Military ruler of Korea (1233–1258)

Ch'oe Ŭi (1233–1258) was the fourth and last Ch'oe dictator of the Ubong Ch'oe Military regime.

==Early life==
When he was born in 1233, his father was Choe Hang, and his mother was his Ch'oe U’s concubine. In 1257, Ch'oe Ŭi became military leader of Goryeo after his father's death. He was known for his handsome appearance, quiet demeanor, and reticent personality, as well as for being very shy. Although his mother was a servant, since Choi Hang's legitimate wife had no children, he was chosen to continue the family line. In his youth, he studied poetry and calligraphy under Ye Gi (芮起), politics under Gwon Wi (權韙) and Im Ik (任翊), and ceremonial rites under Jeong Se-sin (鄭世臣).

In 1255 (the 42nd year of King Gojong's reign), Choe Ui became Palace Internal Attendant (전중내급사) and was granted a red leather belt (홍정, 紅鞓). When his father died in 1257, Seon In-yeol (宣仁烈), Yu Neung (柳能), and others, along with Jeon Jeon (殿前) and Choi Yang-baek (崔良伯), gathered forces such as the Yabyeolcho (夜別抄), Shinuigun (神義軍), Seobang Sambon (書房三番) and Dobang (도방) to protect him, ensuring that he succeeded his father's power. As a result, the king appointed him Acting General (차장군) and allowed him to inherit the title of Chief Controller (Gyojeongbyeolgam, 敎定別監). Becoming Chief Controller meant he was the de facto military ruler. King Gojong then tried to appoint him as Deputy Commissioner of the Privy Council and Minister of State Affairs (추밀원부사 판이병부어사대사), but Choe Ui declined.

==Dictator==
Immediately after taking power, Choe Ui sought to restore public trust: he opened granaries to feed the starving, returned the royal properties Yeonan Residence (연안택) and Jeongpyeong Palace (정평궁) to the royal household, contributed 2,570 seok of rice from his household to the royal treasury (Naejangtaek), and offered cloth, silk, oil, and honey to Daebu Temple. He also donated 2,570 seok of rice to the royal granary and, due to a poor harvest, opened his own warehouse to provide relief to officials like the Gwonmudaejeong (權務隊正), Geunjang Jwauwi (近仗左右衛), Shinhogwi Kyowi (神虎衛校尉), and the common people of the capital districts. That same year, he was appointed Ubu Seungseon (右副承宣, Vice Minister of the Right).
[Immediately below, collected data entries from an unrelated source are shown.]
//! Mock implementations of the pipeline's external collaborators, used for
//! unit and integration tests.

use std::collections::HashMap;
use std::sync::atomic::{AtomicUsize, Ordering};
use std::sync::{Arc, Mutex};

use async_trait::async_trait;
use chrono::Utc;

use crate::detect::{
    ControlToken, DetectError, Detection, DetectionSource, Frame, FrameHandler,
};
use crate::enrich::{
    CaptionService, EnrichError, NarrativeReport, NarrativeService, PersistenceService,
    ReportFilter, ReportStatus, SnapshotRefs, SnapshotStore, ViolationReport,
};

/// Build a frame with a small fake JPEG payload.
pub fn test_frame(device_id: &str) -> Frame {
    Frame {
        device_id: device_id.to_string(),
        captured_at: Utc::now(),
        data: vec![0xff, 0xd8, 0xff, 0xe0],
        width: 640,
        height: 480,
    }
}

/// Build a detection with a unit bounding box.
pub fn test_detection(label: &str, confidence: f32) -> Detection {
    Detection {
        label: label.to_string(),
        confidence,
        bbox: crate::detect::BoundingBox {
            x: 0.1,
            y: 0.1,
            width: 0.2,
            height: 0.4,
        },
    }
}

/// Scripted detection source that pushes a fixed list of frames through the
/// handler, honoring pause and stop at each iteration boundary.
pub struct MockDetectionSource {
    frames: Mutex<Vec<(Frame, Vec<Detection>)>>,
    frames_delivered: AtomicUsize,
    /// When set, `run` keeps the task alive after the script is exhausted
    /// until the token is stopped.
    linger: bool,
}

impl MockDetectionSource {
    pub fn new(frames: Vec<(Frame, Vec<Detection>)>) -> Self {
        Self {
            frames: Mutex::new(frames),
            frames_delivered: AtomicUsize::new(0),
            linger: true,
        }
    }

    pub fn finite(frames: Vec<(Frame, Vec<Detection>)>) -> Self {
        Self {
            frames: Mutex::new(frames),
            frames_delivered: AtomicUsize::new(0),
            linger: false,
        }
    }

    pub fn frames_delivered(&self) -> usize {
        self.frames_delivered.load(Ordering::SeqCst)
    }

    fn next_frame(&self) -> Option<(Frame, Vec<Detection>)> {
        let mut frames = self.frames.lock().unwrap();
        if frames.is_empty() {
            None
        } else {
            Some(frames.remove(0))
        }
    }
}

#[async_trait]
impl DetectionSource for MockDetectionSource {
    fn name(&self) -> &str {
        "mock"
    }

    async fn run(
        &self,
        handler: Arc<dyn FrameHandler>,
        mut token: ControlToken,
    ) -> Result<(), DetectError> {
        loop {
            if !token.checkpoint().await {
                return Ok(());
            }
            match self.next_frame() {
                Some((frame, detections)) => {
                    handler.on_frame(frame, detections).await;
                    self.frames_delivered.fetch_add(1, Ordering::SeqCst);
                }
                None => {
                    if !self.linger {
                        return Ok(());
                    }
                    tokio::select! {
                        _ = tokio::time::sleep(std::time::Duration::from_millis(10)) => {}
                        _ = token.changed() => {}
                    }
                }
            }
        }
    }
}

/// Snapshot store that fabricates references without touching disk.
pub struct MockSnapshotStore {
    stored: AtomicUsize,
    fail_remaining: Mutex<usize>,
}

impl MockSnapshotStore {
    pub fn new() -> Self {
        Self {
            stored: AtomicUsize::new(0),
            fail_remaining: Mutex::new(0),
        }
    }

    pub fn fail_next(&self, n: usize) {
        *self.fail_remaining.lock().unwrap() = n;
    }

    pub fn stored(&self) -> usize {
        self.stored.load(Ordering::SeqCst)
    }
}

impl Default for MockSnapshotStore {
    fn default() -> Self {
        Self::new()
    }
}

#[async_trait]
impl SnapshotStore for MockSnapshotStore {
    async fn store(
        &self,
        frame: &Frame,
        _detections: &[Detection],
    ) -> Result<SnapshotRefs, EnrichError> {
        {
            let mut remaining = self.fail_remaining.lock().unwrap();
            if *remaining > 0 {
                *remaining = remaining.saturating_sub(1);
                return Err(EnrichError::Snapshot("mock snapshot failure".to_string()));
            }
        }
        let n = self.stored.fetch_add(1, Ordering::SeqCst);
        Ok(SnapshotRefs {
            original: format!("mock://{}/{}.jpg", frame.device_id, n),
            annotated: None,
        })
    }
}

/// Caption service with scripted failures, optional latency and a call
/// counter.
pub struct MockCaptionService {
    calls: AtomicUsize,
    fail_remaining: Mutex<usize>,
    latency: Mutex<std::time::Duration>,
}

impl MockCaptionService {
    pub fn new() -> Self {
        Self {
            calls: AtomicUsize::new(0),
            fail_remaining: Mutex::new(0),
            latency: Mutex::new(std::time::Duration::ZERO),
        }
    }

    /// The next `n` calls fail with a caption error.
    pub fn fail_next(&self, n: usize) {
        *self.fail_remaining.lock().unwrap() = n;
    }

    /// Delay every call by `latency`, keeping the calling worker busy.
    pub fn set_latency(&self, latency: std::time::Duration) {
        *self.latency.lock().unwrap() = latency;
    }

    pub fn calls(&self) -> usize {
        self.calls.load(Ordering::SeqCst)
    }
}

impl Default for MockCaptionService {
    fn default() -> Self {
        Self::new()
    }
}

#[async_trait]
impl CaptionService for MockCaptionService {
    async fn describe(&self, image_ref: &str) -> Result<String, EnrichError> {
        self.calls.fetch_add(1, Ordering::SeqCst);
        let latency = *self.latency.lock().unwrap();
        if !latency.is_zero() {
            tokio::time::sleep(latency).await;
        }
        {
            let mut remaining = self.fail_remaining.lock().unwrap();
            if *remaining > 0 {
                *remaining = remaining.saturating_sub(1);
                return Err(EnrichError::Caption("mock caption failure".to_string()));
            }
        }
        Ok(format!("scene at {}", image_ref))
    }
}

/// Narrative service that composes a fixed-shape report from the caption.
pub struct MockNarrativeService {
    calls: AtomicUsize,
    fail_remaining: Mutex<usize>,
    latency: Mutex<std::time::Duration>,
}

impl MockNarrativeService {
    pub fn new() -> Self {
        Self {
            calls: AtomicUsize::new(0),
            fail_remaining: Mutex::new(0),
            latency: Mutex::new(std::time::Duration::ZERO),
        }
    }

    pub fn fail_next(&self, n: usize) {
        *self.fail_remaining.lock().unwrap() = n;
    }

    /// Delay every call by `latency`, keeping the calling worker busy.
    pub fn set_latency(&self, latency: std::time::Duration) {
        *self.latency.lock().unwrap() = latency;
    }

    pub fn calls(&self) -> usize {
        self.calls.load(Ordering::SeqCst)
    }
}

impl Default for MockNarrativeService {
    fn default() -> Self {
        Self::new()
    }
}

#[async_trait]
impl NarrativeService for MockNarrativeService {
    async fn compose(
        &self,
        caption: &str,
        event: &crate::detect::ViolationEvent,
    ) -> Result<NarrativeReport, EnrichError> {
        self.calls.fetch_add(1, Ordering::SeqCst);
        let latency = *self.latency.lock().unwrap();
        if !latency.is_zero() {
            tokio::time::sleep(latency).await;
        }
        {
            let mut remaining = self.fail_remaining.lock().unwrap();
            if *remaining > 0 {
                *remaining = remaining.saturating_sub(1);
                return Err(EnrichError::Narrative("mock narrative failure".to_string()));
            }
        }
        Ok(NarrativeReport {
            title: format!("{} violation on {}", event.severity.as_str(), event.device_id),
            body: caption.to_string(),
            recommendations: vec!["review safety procedures".to_string()],
        })
    }
}

/// In-memory persistence keyed by report id.
pub struct MockPersistence {
    reports: Mutex<HashMap<String, ViolationReport>>,
    fail_remaining: Mutex<usize>,
    latency: Mutex<std::time::Duration>,
}

impl MockPersistence {
    pub fn new() -> Self {
        Self {
            reports: Mutex::new(HashMap::new()),
            fail_remaining: Mutex::new(0),
            latency: Mutex::new(std::time::Duration::ZERO),
        }
    }

    pub fn fail_next(&self, n: usize) {
        *self.fail_remaining.lock().unwrap() = n;
    }

    /// Delay every call by `latency`, mimicking a slow backing store.
    pub fn set_latency(&self, latency: std::time::Duration) {
        *self.latency.lock().unwrap() = latency;
    }

    async fn delay(&self) {
        let latency = *self.latency.lock().unwrap();
        if !latency.is_zero() {
            tokio::time::sleep(latency).await;
        }
    }

    fn check_fail(&self) -> Result<(), EnrichError> {
        let mut remaining = self.fail_remaining.lock().unwrap();
        if *remaining > 0 {
            *remaining = remaining.saturating_sub(1);
            return Err(EnrichError::Persistence(
                "mock persistence failure".to_string(),
            ));
        }
        Ok(())
    }
}

impl Default for MockPersistence {
    fn default() -> Self {
        Self::new()
    }
}

#[async_trait]
impl PersistenceService for MockPersistence {
    async fn upsert(&self, report: &ViolationReport) -> Result<(), EnrichError> {
        self.delay().await;
        self.check_fail()?;
        self.reports
            .lock()
            .unwrap()
            .insert(report.report_id.clone(), report.clone());
        Ok(())
    }

    async fn set_status(
        &self,
        report_id: &str,
        status: ReportStatus,
        error: Option<&str>,
    ) -> Result<(), EnrichError> {
        self.delay().await;
        self.check_fail()?;
        let mut reports = self.reports.lock().unwrap();
        match reports.get_mut(report_id) {
            Some(report) => {
                report.status = status;
                report.error = error.map(|e| e.to_string());
                Ok(())
            }
            None => Err(EnrichError::Persistence(format!(
                "report not found: {}",
                report_id
            ))),
        }
    }

    async fn get(&self, report_id: &str) -> Result<Option<ViolationReport>, EnrichError> {
        self.delay().await;
        self.check_fail()?;
        Ok(self.reports.lock().unwrap().get(report_id).cloned())
    }

    async fn list(&self, filter: &ReportFilter) -> Result<Vec<ViolationReport>, EnrichError> {
        self.delay().await;
        self.check_fail()?;
        let reports = self.reports.lock().unwrap();
        let mut matched: Vec<ViolationReport> = reports
            .values()
            .filter(|r| {
                filter
                    .device_id
                    .as_ref()
                    .is_none_or(|d| &r.device_id == d)
                    && filter.status.is_none_or(|s| r.status == s)
            })
            .cloned()
            .collect();
        matched.sort_by(|a, b| b.created_at.cmp(&a.created_at));
        if let Some(limit) = filter.limit {
            matched.truncate(limit);
        }
        Ok(matched)
    }
}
In July of the same year, the king again tried to appoint him Deputy Commissioner of the Privy Council and Minister of State Affairs (추밀원부사 판어사대사), but he declined, later becoming Second Vice Director of the Royal Secretariat (우부승선). Around that time, a man named Min Cheng (閔偁) escaped from Mongolia and reported that Mongol ministers secretly agreed not to invade the East again. Pleased, Choe Ui rewarded him with a house, rice, and clothes, and appointed him to an honorary post.

Although he initially made efforts to gain public support, he failed to secure the backing of the senior officials in Gangdo (강도, modern Ganghwa Island) due to his low birth status as the son of a servant. So he relied heavily on close aides who had helped him succeed to power. Moreover, the good governance of his early reign did not last long. In 1258, he appointed General Byeon Sik (邊軾) and Nangjang (郎將) An Hong-min (安洪敏) as harvest commissioners in Ganghwa (Ganghwa Suhwek-sa (江華收獲使)) engaging in plunder under the guise of collecting harvests. Even during famine, he did not release grain for relief, losing much public trust.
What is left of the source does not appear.